Wednesday, April 1, 2015

This is What I Look Like Now

This is the third time I have started writing this post. I guess the reason is because I've been thinking a lot more about skin care recently - particularly anti aging- and before I go into telling you about it I want to have ALL the facts. But until then I'm stuck. I don't write posts just to get posts up, and right now this is very much on my mind. I'm not really doing many new things at the moment, just trying to stay on the tightest budget of my life, and being kind of boring about it. So I'm writing what I've got so far. I miss you!
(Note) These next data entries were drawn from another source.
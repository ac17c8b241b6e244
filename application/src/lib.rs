//! Application layer for model-swarm
//!
//! This crate contains use cases and port definitions.
//! It depends only on the domain layer.

pub mod ports;
pub mod use_cases;

// Re-export commonly used types
pub use ports::{
    progress::{NoProgress, SwarmProgressNotifier},
    responder_gateway::{GatewayError, ResponderGateway, ResponderReply},
};
pub use use_cases::dispatch::DispatchExecutor;
pub use use_cases::execute_swarm_task::SwarmOrchestrator;
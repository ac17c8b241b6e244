//! Output format value object

use serde::{Deserialize, Serialize};

/// How a swarm result should be printed
#[derive(Debug, Clone, Copy, Default, PartialEq, Eq, Serialize, Deserialize)]
#[serde(rename_all = "lowercase")]
pub enum OutputFormat {
    /// Answer plus agreement, reliability and distribution (default)
    #[default]
    Full,
    /// Only the answer text
    Text,
    /// JSON output
    Json,
}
I was inspired to pursue this topic because while a friend of mine was doing anti aging research for her blog she mentioned to me that the ideal time to start preparing an anti aging routine was in your mid 20s. This led to a lot of questions:
  • says who?
  • who is making money off of this belief?
  • what are other people doing for anti aging?
  • what are other people my age doing for anti aging?
I sifted through a lot (I really mean A LOT) of media to try to get more information on the topic. My first google search led me to countless articles. Most of them were very advertise-y, and my ears usually grow shut at the first hint of biased information so...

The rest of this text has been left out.